This past Saturday I competed in my first race of the 2012 season: an Olympic Distance triathlon called Rumpus in Bumpass. It’s not that big of a deal because it’s my “warm up” race – also known as a “B” race. (Hawaii 70.3 and National’s are my A races.) My main goal was to remind myself of everything I need to do before, during and after a race; focus on going through the motions. I was not looking to PR. Therefore I wouldn’t go all out.
On our way over MLH asked if I was nervous about this race. I thought about it and I wasn’t at all. I felt a little odd about this because I believe at the very least a few butterflies should be in my stomach for every race. After all there’s always the big element of the unknown such as: Will I finish? Will I have a flat? Will I cramp? Did I fuel my body with the right nutrients? What will be my splits? Will I PR? How well will I perform? Did I forget to pack something? And so on, and so on. But I wasn’t worried about any of this. Obviously the main reason is Rumpus is a warm up for me.

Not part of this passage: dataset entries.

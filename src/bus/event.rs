use std::fmt;

use crate::client::command::{AcknowledgeJob, CreateJob, DeleteJob};
use crate::transport::message::ConsumerData;
use crate::utils::ClientError;

/// Names under which handlers subscribe to the bus.
#[derive(Debug, Clone, Copy, PartialEq, Eq, Hash)]
pub enum EventName {
    AcknowledgeJob,
    CreateJob,
    DeleteJob,
    HaveConsumer,
    Status,
    Consumer,
    OnError,
}

impl EventName {
    pub fn as_str(&self) -> &'static str {
        match self {
            EventName::AcknowledgeJob => "ACKNOWLEDGE_JOB",
            EventName::CreateJob => "CREATE_JOB",
            EventName::DeleteJob => "DELETE_JOB",
            EventName::HaveConsumer => "HAVE_CONSUMER",
            EventName::Status => "STATUS",
            EventName::Consumer => "CONSUMER",
            EventName::OnError => "ON_ERROR",
        }
    }
}

impl fmt::Display for EventName {
    fn fmt(&self, f: &mut fmt::Formatter<'_>) -> fmt::Result {
        f.write_str(self.as_str())
    }
}

/// A value published on the bus. Its variant determines the [`EventName`].
#[derive(Debug)]
pub enum Event {
    AcknowledgeJob(AcknowledgeJob),
    CreateJob(CreateJob),
    DeleteJob(DeleteJob),
    HaveConsumer { have_consumer: bool, max_job: u32 },
    Status(bool),
    Consumer(ConsumerData),
    Error(ClientError),
}

impl Event {
    pub fn name(&self) -> EventName {
        match self {
            Event::AcknowledgeJob(_) => EventName::AcknowledgeJob,
            Event::CreateJob(_) => EventName::CreateJob,
            Event::DeleteJob(_) => EventName::DeleteJob,
            Event::HaveConsumer { .. } => EventName::HaveConsumer,
            Event::Status(_) => EventName::Status,
            Event::Consumer(_) => EventName::Consumer,
            Event::Error(_) => EventName::OnError,
        }
    }
}
//! The `client` module is the embedding application's side of the system.
//!
//! It provides the command types, the per-topic [`Instance`] state, the
//! explicit [`Registry`] that owns one instance per topic identifier, and the
//! [`JobClient`] handle through which jobs are created, acknowledged and
//! deleted and callbacks are registered.

pub mod command;
pub mod instance;
pub mod job_client;
pub mod registry;

pub use command::{AcknowledgeJob, CreateJob, DeleteJob};
pub use instance::Instance;
pub use job_client::{ClientConfig, JobClient};
pub use registry::Registry;

#[cfg(test)]
mod tests;
use nunggu::client::{AcknowledgeJob, ClientConfig, Registry};
use nunggu::config::load_config;
use nunggu::utils::logging;
use tracing::{error, info};

#[tokio::main]
async fn main() {
    let _ = dotenvy::dotenv();

    let config = match load_config() {
        Ok(config) => config,
        Err(e) => {
            logging::init("info");
            error!("Failed to load configuration: {}", e);
            return;
        }
    };
    logging::init(&config.logging.level);

    let registry = Registry::new();
    let client = match registry.init(ClientConfig::from(&config.client)) {
        Ok(client) => client,
        Err(e) => {
            error!("Failed to start job client: {}", e);
            return;
        }
    };

    let acker = client.clone();
    client.consumer(
        move |job| {
            info!(job_id = %job.job_id, key = %job.key, attempt = job.attempt, "received job");
            if let Err(e) = acker.acknowledge_job(AcknowledgeJob::success(job.job_id)) {
                error!("Failed to acknowledge job: {}", e);
            }
        },
        config.client.max_job,
    );
    client.on_error(|e| error!("Job broker error: {}", e));

    if tokio::signal::ctrl_c().await.is_ok() {
        info!("Shutdown signal received. Exiting gracefully.");
    }
}
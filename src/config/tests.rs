use super::load_config;
use super::settings::Settings;
use serial_test::serial;
use std::env;
use std::fs;
use tempfile::TempDir;

#[test]
fn test_default_settings() {
    let settings = Settings::default();
    assert_eq!(settings.client.base_url, "ws://127.0.0.1:8080/ws");
    assert_eq!(settings.client.topic_id, "default");
    assert_eq!(settings.client.max_job, 0);
    assert_eq!(settings.client.max_pending, 10_000);
    assert_eq!(settings.client.connect_delay_ms, 5000);
    assert_eq!(settings.client.reconnect_delay_ms, 1000);
    assert_eq!(settings.logging.level, "info");
}

#[test]
#[serial]
fn load_config_from_file_overrides_defaults() {
    // Run from a temporary directory so load_config picks up config/default.toml there.
    let tmp = TempDir::new().expect("create tempdir");
    let orig = env::current_dir().expect("current_dir");
    env::set_current_dir(tmp.path()).expect("set current dir");

    fs::create_dir_all("config").expect("create config dir");
    let toml = r#"
        [client]
        base_url = "wss://broker.example.com/ws"
        token = "file_token"
        topic_id = "billing"
        max_job = 7
        max_pending = 250

        [logging]
        level = "debug"
    "#;
    fs::write("config/default.toml", toml).expect("write config file");

    let cfg = load_config();
    env::set_current_dir(orig).expect("restore cwd");

    let cfg = cfg.expect("load_config failed");
    assert_eq!(cfg.client.base_url, "wss://broker.example.com/ws");
    assert_eq!(cfg.client.token, "file_token");
    assert_eq!(cfg.client.topic_id, "billing");
    assert_eq!(cfg.client.max_job, 7);
    assert_eq!(cfg.client.max_pending, 250);
    assert_eq!(cfg.client.acknowledge_timeout_in_seconds, 0);
    assert_eq!(cfg.client.reconnect_delay_ms, 1000);
    assert_eq!(cfg.logging.level, "debug");
}

#[test]
#[serial]
fn load_config_reads_prefixed_environment() {
    temp_env::with_vars(
        [
            ("NUNGGU__CLIENT__TOPIC_ID", Some("orders")),
            ("NUNGGU__CLIENT__ACKNOWLEDGE_TIMEOUT_IN_SECONDS", Some("30")),
            ("NUNGGU__LOGGING__LEVEL", Some("warn")),
        ],
        || {
            let cfg = load_config().expect("load_config failed");
            assert_eq!(cfg.client.topic_id, "orders");
            assert_eq!(cfg.client.acknowledge_timeout_in_seconds, 30);
            assert_eq!(cfg.logging.level, "warn");
            assert_eq!(cfg.client.token, "");
        },
    );
}
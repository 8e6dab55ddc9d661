//! The `utils` module provides a collection of utility functions and common
//! definitions used across the `nunggu` client.
//!
//! It holds the crate-wide error type and the logging bootstrap.

pub mod error;
pub mod logging;

pub use error::ClientError;
//! Logging bootstrap for the job client binary and for applications that
//! embed the client without installing their own subscriber.

use tracing_subscriber::EnvFilter;

/// Installs a `fmt` subscriber.
///
/// `RUST_LOG`, when set and valid, wins over the configured level, so a
/// single module can be turned up (`RUST_LOG=nunggu::transport=trace`)
/// without touching `[logging] level`. Does nothing if a global subscriber
/// is already installed.
pub fn init(level: &str) {
    let filter = EnvFilter::try_from_default_env()
        .unwrap_or_else(|_| EnvFilter::new(level_directive(level)));

    let _ = tracing_subscriber::fmt()
        .with_env_filter(filter)
        .with_target(false)
        .try_init();
}

/// Maps a configured level name onto a filter directive; unknown names mean
/// `info`.
pub(crate) fn level_directive(level: &str) -> &'static str {
    match level.trim().to_ascii_lowercase().as_str() {
        "error" => "error",
        "warn" | "warning" => "warn",
        "debug" => "debug",
        "trace" => "trace",
        "off" => "off",
        _ => "info",
    }
}
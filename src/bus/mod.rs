//! The `bus` module is the in-process publish/subscribe channel that connects
//! the public API to the connection task and inbound frames to callbacks.
//!
//! Publication is synchronous: every handler subscribed to the event's name
//! runs in the publisher's context, in subscription order. Publishing an
//! event nobody listens to is a no-op, e.g. a command issued while no
//! connection holds the outbound subscriptions.

pub mod engine;
pub mod event;
pub mod topic;

pub use engine::{Bus, SubscriptionId};
pub use event::{Event, EventName};
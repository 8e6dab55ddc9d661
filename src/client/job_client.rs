use std::sync::Arc;
use std::time::Duration;

use crate::client::command::{AcknowledgeJob, Command, CreateJob, DeleteJob};
use crate::client::instance::Instance;
use crate::config::ClientSettings;
use crate::transport::message::ConsumerData;
use crate::utils::ClientError;

/// Everything needed to register a topic identifier with a [`Registry`].
///
/// [`Registry`]: crate::client::Registry
#[derive(Debug, Clone, PartialEq)]
pub struct ClientConfig {
    pub base_url: String,
    pub token: String,
    pub topic_id: String,
    /// Sent as `acknowledge_timeout_in_seconds` when positive.
    pub acknowledge_timeout_in_seconds: u32,
    /// Initial consumer capacity; [`JobClient::consumer`] overrides it.
    pub max_job: u32,
    /// Commands held while the broker is not ready. Beyond it, commands fail
    /// with [`ClientError::QueueFull`].
    pub max_pending: usize,
    pub connect_delay: Duration,
    pub reconnect_delay: Duration,
}

impl ClientConfig {
    pub const DEFAULT_CONNECT_DELAY: Duration = Duration::from_secs(5);
    pub const DEFAULT_RECONNECT_DELAY: Duration = Duration::from_secs(1);
    pub const DEFAULT_MAX_PENDING: usize = 10_000;

    pub fn new(
        base_url: impl Into<String>,
        token: impl Into<String>,
        topic_id: impl Into<String>,
    ) -> Self {
        Self {
            base_url: base_url.into(),
            token: token.into(),
            topic_id: topic_id.into(),
            acknowledge_timeout_in_seconds: 0,
            max_job: 0,
            max_pending: Self::DEFAULT_MAX_PENDING,
            connect_delay: Self::DEFAULT_CONNECT_DELAY,
            reconnect_delay: Self::DEFAULT_RECONNECT_DELAY,
        }
    }
}

impl From<&ClientSettings> for ClientConfig {
    fn from(settings: &ClientSettings) -> Self {
        Self {
            base_url: settings.base_url.clone(),
            token: settings.token.clone(),
            topic_id: settings.topic_id.clone(),
            acknowledge_timeout_in_seconds: settings.acknowledge_timeout_in_seconds,
            max_job: settings.max_job,
            max_pending: settings.max_pending,
            connect_delay: Duration::from_millis(settings.connect_delay_ms),
            reconnect_delay: Duration::from_millis(settings.reconnect_delay_ms),
        }
    }
}

/// Handle to one registered topic identifier.
///
/// Calls never touch the socket: valid commands are handed to the bus, or
/// queued until the broker reports the session ready. Cloning is cheap.
#[derive(Debug, Clone)]
pub struct JobClient {
    instance: Arc<Instance>,
}

impl JobClient {
    pub(crate) fn new(instance: Arc<Instance>) -> Self {
        Self { instance }
    }

    pub fn topic_id(&self) -> &str {
        self.instance.topic_id()
    }

    /// Whether the broker's last `STATUS` frame reported the session ready.
    pub fn is_connected(&self) -> bool {
        self.instance.is_connected()
    }

    /// Commands waiting for the connection to become ready.
    pub fn pending_commands(&self) -> usize {
        self.instance.pending_len()
    }

    pub fn create_job(&self, cmd: CreateJob) -> Result<(), ClientError> {
        cmd.validate().inspect_err(|e| self.rejected(e))?;
        self.instance
            .submit(Command::Create(cmd))
            .inspect_err(|e| self.rejected(e))
    }

    pub fn acknowledge_job(&self, cmd: AcknowledgeJob) -> Result<(), ClientError> {
        cmd.validate().inspect_err(|e| self.rejected(e))?;
        self.instance
            .submit(Command::Acknowledge(cmd))
            .inspect_err(|e| self.rejected(e))
    }

    pub fn delete_job(&self, cmd: DeleteJob) -> Result<(), ClientError> {
        cmd.validate().inspect_err(|e| self.rejected(e))?;
        self.instance
            .submit(Command::Delete(cmd))
            .inspect_err(|e| self.rejected(e))
    }

    /// Registers the job consumer and the number of jobs it may hold at once
    /// (`0` lets the broker default to 3).
    ///
    /// The callback runs on the connection task; it may call back into this
    /// client, e.g. to acknowledge the job it was handed.
    pub fn consumer<F>(&self, callback: F, max_job: u32)
    where
        F: Fn(ConsumerData) + Send + Sync + 'static,
    {
        self.instance.set_consumer(Arc::new(callback), max_job);
    }

    /// Registers the error sink. Without one, errors are only logged.
    pub fn on_error<F>(&self, callback: F)
    where
        F: Fn(&ClientError) + Send + Sync + 'static,
    {
        self.instance.set_error_callback(Arc::new(callback));
    }

    fn rejected(&self, err: &ClientError) {
        tracing::debug!(topic_id = %self.topic_id(), error = %err, "command rejected");
    }
}
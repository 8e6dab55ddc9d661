use serde::Deserialize;

/// Top-level configuration settings for the application.
///
/// Includes the job client connection settings and logging.
#[derive(Debug, Deserialize, Clone)]
pub struct Settings {
    pub client: ClientSettings,
    pub logging: LoggingSettings,
}

/// Connection settings for one topic identifier on the job broker.
#[derive(Debug, Deserialize, Clone)]
pub struct ClientSettings {
    pub base_url: String,
    pub token: String,
    pub topic_id: String,
    pub acknowledge_timeout_in_seconds: u32,
    pub max_job: u32,
    pub max_pending: usize,
    pub connect_delay_ms: u64,
    pub reconnect_delay_ms: u64,
}

#[derive(Debug, Deserialize, Clone)]
pub struct LoggingSettings {
    pub level: String,
}

/// Partial configuration settings loaded from files or environment.
///
/// Allows partial specification of settings. Missing values can be filled using defaults.
#[derive(Debug, Deserialize)]
pub struct PartialSettings {
    pub client: Option<PartialClientSettings>,
    pub logging: Option<PartialLoggingSettings>,
}

#[derive(Debug, Deserialize)]
pub struct PartialClientSettings {
    pub base_url: Option<String>,
    pub token: Option<String>,
    pub topic_id: Option<String>,
    pub acknowledge_timeout_in_seconds: Option<u32>,
    pub max_job: Option<u32>,
    pub max_pending: Option<usize>,
    pub connect_delay_ms: Option<u64>,
    pub reconnect_delay_ms: Option<u64>,
}

#[derive(Debug, Deserialize)]
pub struct PartialLoggingSettings {
    pub level: Option<String>,
}

impl Default for Settings {
    fn default() -> Self {
        Self {
            client: ClientSettings {
                base_url: "ws://127.0.0.1:8080/ws".to_string(),
                token: String::new(),
                topic_id: "default".to_string(),
                acknowledge_timeout_in_seconds: 0,
                max_job: 0,
                max_pending: 10_000,
                connect_delay_ms: 5000,
                reconnect_delay_ms: 1000,
            },
            logging: LoggingSettings {
                level: "info".to_string(),
            },
        }
    }
}
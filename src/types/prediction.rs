//! Ranked prediction data structures

use serde::Serialize;
use std::fmt;

/// One class paired with its model output value
#[derive(Debug, Clone, PartialEq, Serialize)]
pub struct Prediction {
    /// Position in the model output vector
    pub index: usize,
    /// Class name from the label table
    pub class_name: String,
    /// Model output at `index` (0.0 - 1.0 for softmax heads)
    pub probability: f32,
}

impl Prediction {
    pub fn new(index: usize, class_name: impl Into<String>, probability: f32) -> Self {
        Self {
            index,
            class_name: class_name.into(),
            probability,
        }
    }
}

impl fmt::Display for Prediction {
    /// `<label>: <probability>` with exactly six decimals
    fn fmt(&self, f: &mut fmt::Formatter<'_>) -> fmt::Result {
        write!(f, "{}: {}", self.class_name, fixed6(self.probability))
    }
}

/// Six-decimal fixed point where exact halves round away from zero.
///
/// `{:.6}` rounds exact halves to even instead. An f32 sits exactly halfway
/// between two six-decimal values only when it is an odd multiple of 1/128.
pub fn fixed6(value: f32) -> String {
    if value == 0.0 {
        // Also drops the sign of -0.0
        return "0.000000".to_string();
    }
    if value.is_infinite() {
        return if value > 0.0 { "Infinity" } else { "-Infinity" }.to_string();
    }

    let scaled = f64::from(value).abs() * 128.0;
    if scaled.fract() == 0.0 && scaled % 2.0 == 1.0 {
        // value * 10^6 = m * 7812.5 for odd m; take the upper neighbour
        let micros = (scaled as u64 * 15_625 + 1) / 2;
        let sign = if value < 0.0 { "-" } else { "" };
        return format!("{}{}.{:06}", sign, micros / 1_000_000, micros % 1_000_000);
    }

    format!("{:.6}", value)
}

/// Content of the prediction list; each render replaces the previous one
#[derive(Debug, Clone, PartialEq, Default, Serialize)]
#[serde(tag = "kind", content = "value", rename_all = "lowercase")]
pub enum PredictionList {
    #[default]
    Empty,
    Ranked(Vec<Prediction>),
    Error(String),
}

impl PredictionList {
    /// Text of every entry, in display order
    pub fn entries(&self) -> Vec<String> {
        match self {
            PredictionList::Empty => Vec::new(),
            PredictionList::Ranked(predictions) => {
                predictions.iter().map(ToString::to_string).collect()
            }
            PredictionList::Error(message) => {
                vec![format!("Error durante la predicción: {}", message)]
            }
        }
    }

    pub fn is_empty(&self) -> bool {
        matches!(self, PredictionList::Empty)
    }
}
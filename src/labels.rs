//! Class label table, index-aligned with the model output vector

use anyhow::{Context, Result};
use std::path::Path;
use tracing::info;

/// Ordered class names; position `i` names output `i`
#[derive(Debug, Clone, Default, PartialEq, Eq)]
pub struct ClassLabels {
    names: Vec<String>,
}

impl ClassLabels {
    pub fn new(names: Vec<String>) -> Self {
        Self { names }
    }

    /// Load labels from a JSON array (`.json`) or a newline-separated text file
    pub fn load<P: AsRef<Path>>(path: P) -> Result<Self> {
        let path = path.as_ref();
        let raw = std::fs::read_to_string(path)
            .with_context(|| format!("Failed to read class labels from {}", path.display()))?;

        let is_json = path
            .extension()
            .map(|ext| ext.eq_ignore_ascii_case("json"))
            .unwrap_or(false);

        let labels = if is_json {
            Self::from_json(&raw)
                .with_context(|| format!("Invalid class label file {}", path.display()))?
        } else {
            Self::from_lines(&raw)
        };

        info!(count = labels.len(), path = %path.display(), "Class labels loaded");
        Ok(labels)
    }

    pub fn from_json(raw: &str) -> Result<Self> {
        let names: Vec<String> = serde_json::from_str(raw)?;
        Ok(Self::new(names))
    }

    /// One label per line; blank lines are skipped
    pub fn from_lines(raw: &str) -> Self {
        let names = raw
            .lines()
            .map(str::trim)
            .filter(|line| !line.is_empty())
            .map(str::to_string)
            .collect();
        Self::new(names)
    }

    pub fn get(&self, index: usize) -> Option<&str> {
        self.names.get(index).map(String::as_str)
    }

    /// Label for `index`, or a positional placeholder when the table is too short
    pub fn name_or_placeholder(&self, index: usize) -> String {
        self.get(index)
            .map(str::to_string)
            .unwrap_or_else(|| format!("clase {}", index))
    }

    pub fn len(&self) -> usize {
        self.names.len()
    }

    pub fn is_empty(&self) -> bool {
        self.names.is_empty()
    }
}
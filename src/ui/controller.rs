//! Inference UI controller
//!
//! Owns the model state and reacts to user events. Handlers are registered
//! unconditionally; each one checks the current [`ModelState`] before acting.
//!
//! Several inferences may be in flight at once. A finished inference is shown
//! only if no image was selected since it started and no later-started
//! inference has been shown already. Ordering by start rather than by
//! completion keeps a slow early job from replacing the answer to a newer
//! request, and a result for a replaced image never lands under the new preview.

use crate::error::{BootstrapError, PredictionError};
use crate::metrics::InferenceMetrics;
use crate::models::ranking::{rank_top_k, top1_probability};
use crate::models::Classifier;
use crate::types::{Prediction, PredictionList, SelectedImage, StatusMessage};
use crate::ui::{View, MODEL_NOT_READY};
use std::fmt;
use std::path::Path;
use std::sync::Arc;
use std::time::{Duration, Instant};
use tokio::sync::watch;
use tracing::{debug, error, info, warn};

/// Lifecycle of the model handle
#[derive(Clone, Default)]
pub enum ModelState {
    #[default]
    Uninitialized,
    Loading,
    Ready(Arc<dyn Classifier>),
    Failed(String),
}

impl ModelState {
    pub fn phase(&self) -> ModelPhase {
        match self {
            ModelState::Uninitialized => ModelPhase::Uninitialized,
            ModelState::Loading => ModelPhase::Loading,
            ModelState::Ready(_) => ModelPhase::Ready,
            ModelState::Failed(_) => ModelPhase::Failed,
        }
    }
}

impl fmt::Debug for ModelState {
    fn fmt(&self, f: &mut fmt::Formatter<'_>) -> fmt::Result {
        match self {
            ModelState::Ready(model) => f.debug_tuple("Ready").field(&model.name()).finish(),
            ModelState::Failed(reason) => f.debug_tuple("Failed").field(reason).finish(),
            other => write!(f, "{:?}", other.phase()),
        }
    }
}

/// Data-free view of [`ModelState`], published to observers
#[derive(Debug, Clone, Copy, PartialEq, Eq)]
pub enum ModelPhase {
    Uninitialized,
    Loading,
    Ready,
    Failed,
}

impl ModelPhase {
    /// No further transitions will happen
    pub fn is_settled(self) -> bool {
        matches!(self, ModelPhase::Ready | ModelPhase::Failed)
    }
}

#[derive(Debug, Clone, Copy)]
pub struct ControllerSettings {
    /// Number of ranked entries to display
    pub top_k: usize,
    /// Disable predict while an inference is in flight
    pub single_flight: bool,
}

impl Default for ControllerSettings {
    fn default() -> Self {
        Self {
            top_k: 5,
            single_flight: false,
        }
    }
}

/// One scheduled forward pass; run on a blocking worker
pub struct InferenceJob {
    pub ticket: u64,
    pub epoch: u64,
    model: Arc<dyn Classifier>,
    image: Option<SelectedImage>,
    top_k: usize,
}

impl InferenceJob {
    /// Preprocess, run the model and rank its output
    pub fn run(self) -> InferenceOutcome {
        let started = Instant::now();
        let result = self.predict();
        InferenceOutcome {
            ticket: self.ticket,
            epoch: self.epoch,
            elapsed: started.elapsed(),
            result,
        }
    }

    fn predict(&self) -> Result<RankedOutput, PredictionError> {
        let image = self.image.as_ref().ok_or(PredictionError::NoImage)?;
        let input = self.model.preprocessor().tensor_from_bytes(&image.bytes)?;
        let probabilities = self.model.classify(&input)?;
        debug!(model = %self.model.name(), ticket = self.ticket, "Predictions: {:?}", probabilities);

        if probabilities.is_empty() {
            return Err(PredictionError::Shape {
                expected: format!("{} outputs", self.model.labels().len()),
                actual: "0 outputs".to_string(),
            });
        }

        Ok(RankedOutput {
            top1: top1_probability(&probabilities),
            predictions: rank_top_k(&probabilities, self.model.labels(), self.top_k),
        })
    }
}

#[derive(Debug)]
pub struct RankedOutput {
    pub predictions: Vec<Prediction>,
    pub top1: Option<f32>,
}

/// Result of an [`InferenceJob`], delivered back to the controller
#[derive(Debug)]
pub struct InferenceOutcome {
    pub ticket: u64,
    pub epoch: u64,
    pub elapsed: Duration,
    pub result: Result<RankedOutput, PredictionError>,
}

impl InferenceOutcome {
    /// Outcome for a job whose worker died before producing a result
    pub fn worker_failed(ticket: u64, epoch: u64, reason: impl fmt::Display) -> Self {
        Self {
            ticket,
            epoch,
            elapsed: Duration::ZERO,
            result: Err(PredictionError::Worker(reason.to_string())),
        }
    }
}

/// Single owner of the application state
pub struct Controller<V: View> {
    view: V,
    state: ModelState,
    status: StatusMessage,
    image: Option<SelectedImage>,
    settings: ControllerSettings,
    /// Bumped on every image selection
    epoch: u64,
    /// Last ticket handed out
    ticket: u64,
    /// Ticket of the inference currently on display
    rendered_ticket: u64,
    in_flight: usize,
    metrics: Arc<InferenceMetrics>,
    phase_tx: watch::Sender<ModelPhase>,
}

impl<V: View> Controller<V> {
    pub fn new(view: V, settings: ControllerSettings, metrics: Arc<InferenceMetrics>) -> Self {
        let (phase_tx, _) = watch::channel(ModelPhase::Uninitialized);
        Self {
            view,
            state: ModelState::Uninitialized,
            status: StatusMessage::hidden(),
            image: None,
            settings,
            epoch: 0,
            ticket: 0,
            rendered_ticket: 0,
            in_flight: 0,
            metrics,
            phase_tx,
        }
    }

    /// Observe model phase transitions
    pub fn subscribe(&self) -> watch::Receiver<ModelPhase> {
        self.phase_tx.subscribe()
    }

    pub fn state(&self) -> &ModelState {
        &self.state
    }

    pub fn phase(&self) -> ModelPhase {
        self.state.phase()
    }

    pub fn in_flight(&self) -> usize {
        self.in_flight
    }

    pub fn view(&self) -> &V {
        &self.view
    }

    pub fn into_view(self) -> V {
        self.view
    }

    fn set_state(&mut self, state: ModelState) {
        debug!(from = ?self.state.phase(), to = ?state.phase(), "Model state transition");
        self.state = state;
        self.phase_tx.send_replace(self.state.phase());
    }

    fn set_status(&mut self, status: StatusMessage) {
        self.view.show_status(&status);
        self.status = status;
    }

    /// Runtime is available and the model load begins
    pub fn on_loading_started(&mut self) {
        if !matches!(self.state, ModelState::Uninitialized) {
            return;
        }
        info!("Cargando modelo...");
        self.set_state(ModelState::Loading);
        self.set_status(StatusMessage::loading());
    }

    /// The runtime could not be made available; no model load will follow
    pub fn on_bootstrap_failed(&mut self, err: &BootstrapError) {
        error!(error = %err, "Failed to bootstrap ONNX Runtime");
        self.view
            .alert(&format!("Error al cargar ONNX Runtime: {}. Intenta nuevamente.", err));
        self.set_state(ModelState::Failed(err.to_string()));
    }

    pub fn on_model_loaded(&mut self, result: anyhow::Result<Arc<dyn Classifier>>) {
        match result {
            Ok(model) => {
                info!(model = %model.name(), labels = model.labels().len(), "Modelo cargado correctamente");
                self.set_state(ModelState::Ready(model));
                self.set_status(StatusMessage::ready());
            }
            Err(err) => {
                let reason = format!("{:#}", err);
                error!(error = %reason, "Error al cargar el modelo");
                self.set_status(StatusMessage::load_failed(&reason));
                self.set_state(ModelState::Failed(reason));
            }
        }
    }

    /// New image picked: show it and drop whatever list is on display
    pub fn on_image_selected(&mut self, image: SelectedImage) {
        info!(image = %image.path.display(), bytes = image.len(), "Image selected");
        self.epoch += 1;
        self.metrics.record_image();
        self.view.show_preview(&image);
        self.view.render_list(&PredictionList::Empty);
        self.image = Some(image);
    }

    pub fn on_image_read_failed(&mut self, path: &Path, err: &std::io::Error) {
        warn!(image = %path.display(), error = %err, "Failed to read image");
        self.view
            .alert(&format!("No se pudo leer la imagen {}: {}", path.display(), err));
    }

    /// Predict trigger. Returns the job to run, or `None` if nothing should run.
    pub fn on_predict(&mut self) -> Option<InferenceJob> {
        let ModelState::Ready(model) = &self.state else {
            warn!(phase = ?self.phase(), "Predict requested before the model is ready");
            self.metrics.record_rejected();
            self.view.alert(MODEL_NOT_READY);
            return None;
        };

        if self.settings.single_flight && self.in_flight > 0 {
            debug!(in_flight = self.in_flight, "Predict ignored while an inference is running");
            return None;
        }

        let model = Arc::clone(model);
        self.ticket += 1;
        self.in_flight += 1;
        self.metrics.record_request();
        if self.settings.single_flight {
            self.view.set_predict_enabled(false);
        }

        debug!(ticket = self.ticket, epoch = self.epoch, "Inference scheduled");
        Some(InferenceJob {
            ticket: self.ticket,
            epoch: self.epoch,
            model,
            image: self.image.clone(),
            top_k: self.settings.top_k,
        })
    }

    pub fn on_inference_done(&mut self, outcome: InferenceOutcome) {
        self.in_flight = self.in_flight.saturating_sub(1);
        if self.settings.single_flight && self.in_flight == 0 {
            self.view.set_predict_enabled(true);
        }

        if outcome.epoch != self.epoch || outcome.ticket < self.rendered_ticket {
            debug!(
                ticket = outcome.ticket,
                epoch = outcome.epoch,
                current_epoch = self.epoch,
                rendered_ticket = self.rendered_ticket,
                "Discarding superseded inference result"
            );
            self.metrics.record_stale();
            return;
        }
        self.rendered_ticket = outcome.ticket;

        match outcome.result {
            Ok(ranked) => {
                info!(
                    ticket = outcome.ticket,
                    inference_time_us = outcome.elapsed.as_micros(),
                    top1 = ?ranked.predictions.first().map(|p| p.class_name.as_str()),
                    "Prediction complete"
                );
                self.metrics.record_prediction(outcome.elapsed, ranked.top1);
                self.view
                    .render_list(&PredictionList::Ranked(ranked.predictions));
            }
            Err(err) => {
                error!(ticket = outcome.ticket, error = %err, "Error durante la predicción");
                self.metrics.record_failure();
                self.view.render_list(&PredictionList::Error(err.to_string()));
            }
        }
    }

    /// Re-show the status indicator
    pub fn on_status_requested(&mut self) {
        let status = self.status.clone();
        self.view.show_status(&status);
    }
}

I think there’s another reason though – my confidence and state of mind and heart. After Noah passed away, I tried to return to triathlons. During the 2011 season, I wasn’t sure if I would be successful with training for and actually completing them, especially given how fresh my grief was. With my relatively strong performance at Nation’s which is an olympic distance, I decided I have successfully returned to triathlons. And with the season, already my training has my weekly mileage well above that of an olympic distance (which usually consists of a 1.5 km swim, 40 km bike and 10 km run). Barring any major accidents, I knew I would finish Rumpus.
Mentally I was more than ready as well. Before heading out to Bumpass I visualized this race. From previous experience I knew exactly when I’d need to fuel and how much I’d need to hydrate. I knew how I’d keep myself in check so I don’t push too hard – keep the heart rate within a certain low range the entire time. Also I was very comfortable staying focused on racing MY race and nobody else’s – not the 45-year-old who passes me on his much nicer, more sophisticated Felt bike, not the young 24-year-old woman who leaves me in the dust on the run.
And my heart for this race was ready because I knew Noah was with me, and I found tremendous comfort from this. I very strongly felt his presence during different times on the course. I thought of him as I looked up from the 63 degree water during the swim and saw a beautiful blue sky. I felt a sense of peace as I swam by each buoy. I kept thinking of him and his time in the hospital as I began cramping on the bike and yearning to stop for the bathroom. (With the race starting at 10 am, much later than usual, I think I over hydrated in the morning.) I smiled big time as I thought of him during the run. I felt really strong and genuinely happy again. Perhaps he was running right next to me!
As I passed one gentlemen in particular, he yelled out, “good job,” and I responded, “just livin’ the dream.” Yes, I fully admit that’s a cheesy thing to say but it’s true, isn’t it? I mean life isn’t fair, and tragedies knock us down hard. I’ve yet to feel like I can fully stand back up after losing Noah. But I’m very grateful that I can connect with him through my triathlons and honor him by training and racing. I think I’m beginning to realize, as twisted as it is, how blessed I am to be able to compete in such races and dedicate all of this to Noah.
My times and rankings for Rumpus are very average. The competitive side of me is actually ok with this except for the swim. I admit I wanted to see a little improvement in the water given how much I’ve focused on my stroke this year already but I barely shaved off a minute. Oh well.
I did identify some areas I can improve on in terms of logistics and transitions, and I want to experiment with some of my gear and nutrition between now and Hawaii. With that, I’ll consider this B race a success.
Thank you, Noah, for racing with me on Saturday.